Elisa Lucina traduz em seus versos potentes um bocado desse sentimento;
"Eu canto aos Palmares
sem inveja de Virgílio, de Homero e de Camões
porque o meu canto é o grito de uma raça
em plena luta pela liberdade!"
A constituição da noção de cidadania, dignidade, autoestima, identidade, pertencimento está intrinsicamente ligada com o acesso à educação e à cultura, de tal maneira, que a Fundação Pedro Calmon, através do Sistema Estadual de Bibliotecas Públicas do Estado da Bahia, vem há anos desenvolvendo múltiplas atividades interligadas com a programação do Novembro Negro promovido pelo Governo do Estado.
São ações desenvolvidas em todas as bibliotecas que fazem parte do Sistema: Palestra, oficinas, mesas redondas, lançamentos e publicação de livros, batalha de rima, saraus, conversa/ bate papo e debates no campo de raça, gênero, livro, leitura, formação de leitores infanto-juvenil, cinema, teatro, música.
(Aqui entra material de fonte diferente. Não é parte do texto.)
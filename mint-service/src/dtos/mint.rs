use crate::models::Creature;
use crate::services::minting::MintOutcome;
use serde::{Deserialize, Serialize};
use uuid::Uuid;

/// JSON body of a successful `POST /mint`.
#[derive(Debug, Clone, Serialize, Deserialize)]
pub struct MintResponse {
    pub ok: bool,
    pub token_id: String,
    pub horse: Creature,
    /// `null` when storage is off or the write failed.
    pub asset_url: Option<String>,
    pub permalink: String,
}

impl From<MintOutcome> for MintResponse {
    fn from(outcome: MintOutcome) -> Self {
        Self {
            ok: true,
            token_id: outcome.token_id.to_string(),
            horse: outcome.creature,
            asset_url: outcome.asset_url,
            permalink: outcome.permalink,
        }
    }
}

/// Metadata document stored next to the asset.
#[derive(Debug, Clone, Serialize, Deserialize, PartialEq)]
pub struct AssetMetadata {
    pub name: String,
    pub description: String,
    pub image: Option<String>,
    pub attributes: Vec<MetadataAttribute>,
    /// Epoch seconds.
    pub created_at: i64,
    pub token_id: String,
}

#[derive(Debug, Clone, Serialize, Deserialize, PartialEq)]
pub struct MetadataAttribute {
    pub trait_type: String,
    pub value: AttributeValue,
}

#[derive(Debug, Clone, Serialize, Deserialize, PartialEq)]
#[serde(untagged)]
pub enum AttributeValue {
    Number(u8),
    Text(String),
}

impl MetadataAttribute {
    fn text(trait_type: &str, value: &str) -> Self {
        Self {
            trait_type: trait_type.to_string(),
            value: AttributeValue::Text(value.to_string()),
        }
    }

    fn number(trait_type: &str, value: u8) -> Self {
        Self {
            trait_type: trait_type.to_string(),
            value: AttributeValue::Number(value),
        }
    }
}

impl AssetMetadata {
    pub fn new(creature: &Creature, token_id: &Uuid, image: Option<String>, created_at: i64) -> Self {
        Self {
            name: creature.name.clone(),
            description: format!("{}な競走馬。「{}」", creature.temperament, creature.catchphrase),
            image,
            attributes: vec![
                MetadataAttribute::text("Temperament", &creature.temperament),
                MetadataAttribute::text("Color Scheme", &creature.color_scheme),
                MetadataAttribute::number("Speed", creature.speed),
                MetadataAttribute::number("Stamina", creature.stamina),
                MetadataAttribute::number("Skill", creature.skill),
            ],
            created_at,
            token_id: token_id.to_string(),
        }
    }
}
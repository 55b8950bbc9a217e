//! Server-rendered pages.

use crate::models::Creature;
use askama::Template;

/// The quiz form. `shared_token` is set when the page is opened through a
/// permalink.
#[derive(Template)]
#[template(path = "quiz.html")]
pub struct QuizPage {
    pub shared_token: Option<String>,
}

/// Result page for browser form submissions.
#[derive(Template)]
#[template(path = "minted.html")]
pub struct MintedPage {
    pub horse: Creature,
    pub token_id: String,
    pub asset_url: Option<String>,
    pub metadata_url: Option<String>,
    pub permalink: String,
}

/// Standalone share page stored as `tokens/{token}/index.html`.
#[derive(Template)]
#[template(path = "share.html")]
pub struct SharePage {
    pub horse: Creature,
    pub token_id: String,
    pub asset_url: Option<String>,
    pub permalink: String,
}
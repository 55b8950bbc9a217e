//! Prometheus exposition for the synthetic latency gauge.
//!
//! The registry lives in `AppState` rather than a global so every router
//! instance, including the ones built by tests, gets its own.

use prometheus::{Encoder, Gauge, Opts, Registry, TextEncoder};

pub const LATENCY_GAUGE_NAME: &str = "response_latency_seconds";

pub struct LatencyGauge {
    registry: Registry,
    gauge: Gauge,
}

impl LatencyGauge {
    pub fn new() -> Result<Self, prometheus::Error> {
        let registry = Registry::new();
        let gauge = Gauge::with_opts(Opts::new(LATENCY_GAUGE_NAME, "Demo latency"))?;
        registry.register(Box::new(gauge.clone()))?;
        Ok(Self { registry, gauge })
    }

    /// Set the gauge to a fresh random value in [0, 1) and render the
    /// registry in text format.
    pub fn sample(&self) -> Result<String, prometheus::Error> {
        self.gauge.set(rand::random::<f64>());

        let mut buffer = Vec::new();
        TextEncoder::new().encode(&self.registry.gather(), &mut buffer)?;
        String::from_utf8(buffer).map_err(|e| prometheus::Error::Msg(e.to_string()))
    }

    pub fn content_type(&self) -> String {
        TextEncoder::new().format_type().to_string()
    }
}

/// Value of the first sample line for `name` in a text exposition.
pub fn sample_value(exposition: &str, name: &str) -> Option<f64> {
    exposition
        .lines()
        .filter(|line| !line.starts_with('#'))
        .find_map(|line| {
            let (metric, value) = line.split_once(' ')?;
            (metric == name).then(|| value.trim().parse().ok())?
        })
}
use crate::error::AppError;
use config::{Config as Cfg, File};
use serde::Deserialize;

#[derive(Debug, Deserialize, Clone)]
pub struct Config {
    #[serde(default = "default_port")]
    pub port: u16,
}

fn default_port() -> u16 {
    8080
}

impl Config {
    /// Load the listener settings shared by every service.
    ///
    /// Sources, lowest precedence first: an optional `configuration` file,
    /// `APP__*` environment variables, then the bare `PORT` variable that
    /// container platforms inject.
    pub fn load() -> Result<Self, AppError> {
        dotenvy::dotenv().ok();

        let config = Cfg::builder()
            .add_source(File::with_name("configuration").required(false))
            .add_source(config::Environment::with_prefix("APP").separator("__"))
            .set_override_option("port", std::env::var("PORT").ok())?
            .build()?;

        Ok(config.try_deserialize()?)
    }
}
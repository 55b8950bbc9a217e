//! Filesystem store, served back by this service under `/assets`.

use super::{validate_path, AssetStore, StoreError};
use async_trait::async_trait;
use std::path::{Path, PathBuf};
use tokio::fs;

pub struct LocalStore {
    base_path: PathBuf,
    public_base: String,
}

impl LocalStore {
    /// `public_base` is the URL prefix the files are reachable under,
    /// either absolute (`http://localhost:8080/assets`) or host-relative
    /// (`/assets`).
    pub async fn new(
        base_path: impl Into<PathBuf>,
        public_base: impl Into<String>,
    ) -> Result<Self, StoreError> {
        let base_path = base_path.into();
        if !base_path.exists() {
            fs::create_dir_all(&base_path).await?;
        }
        Ok(Self {
            base_path,
            public_base: public_base.into().trim_end_matches('/').to_string(),
        })
    }

    pub fn base_path(&self) -> &Path {
        &self.base_path
    }
}

#[async_trait]
impl AssetStore for LocalStore {
    async fn put(&self, path: &str, bytes: Vec<u8>, _content_type: &str) -> Result<String, StoreError> {
        validate_path(path)?;

        let target = self.base_path.join(path);
        if let Some(parent) = target.parent() {
            fs::create_dir_all(parent).await?;
        }
        fs::write(&target, bytes).await?;

        Ok(format!("{}/{}", self.public_base, path))
    }
}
Compreender e fazer das bibliotecas uma instituição comprometida com a informação e com as demandas do presente, porém disseminado a memória, o passado, através da leitura e do livro, nos seus mais diferentes formatos e arranjos, como algo libertador, vivo, humano e carregado de significado é entender a cultura como elemento ordinário, necessário, acessível que reduz as desigualdades, sejam elas de quais ordem forem. Não é o papel da cultura oprimir, pelo contrário, é seu papel forjar as ferramentas para os caminhos diversos rumo a dias melhores.
Um povo que não conhece sua história ou é vetado/impedido a conhecê-la, está fadado ao fracasso enquanto uma sociedade que preze e defenda a cidadania e a diversidade, caminhará rumo à barbárie, azeitando a máquina feroz do racismo, permitindo que finque “raízes” e dê seus frutos macabros, humilhantes, violentos e desumanos na saga de tentar retirar o mais belos da vida; A LIBERDADE EM VIVER.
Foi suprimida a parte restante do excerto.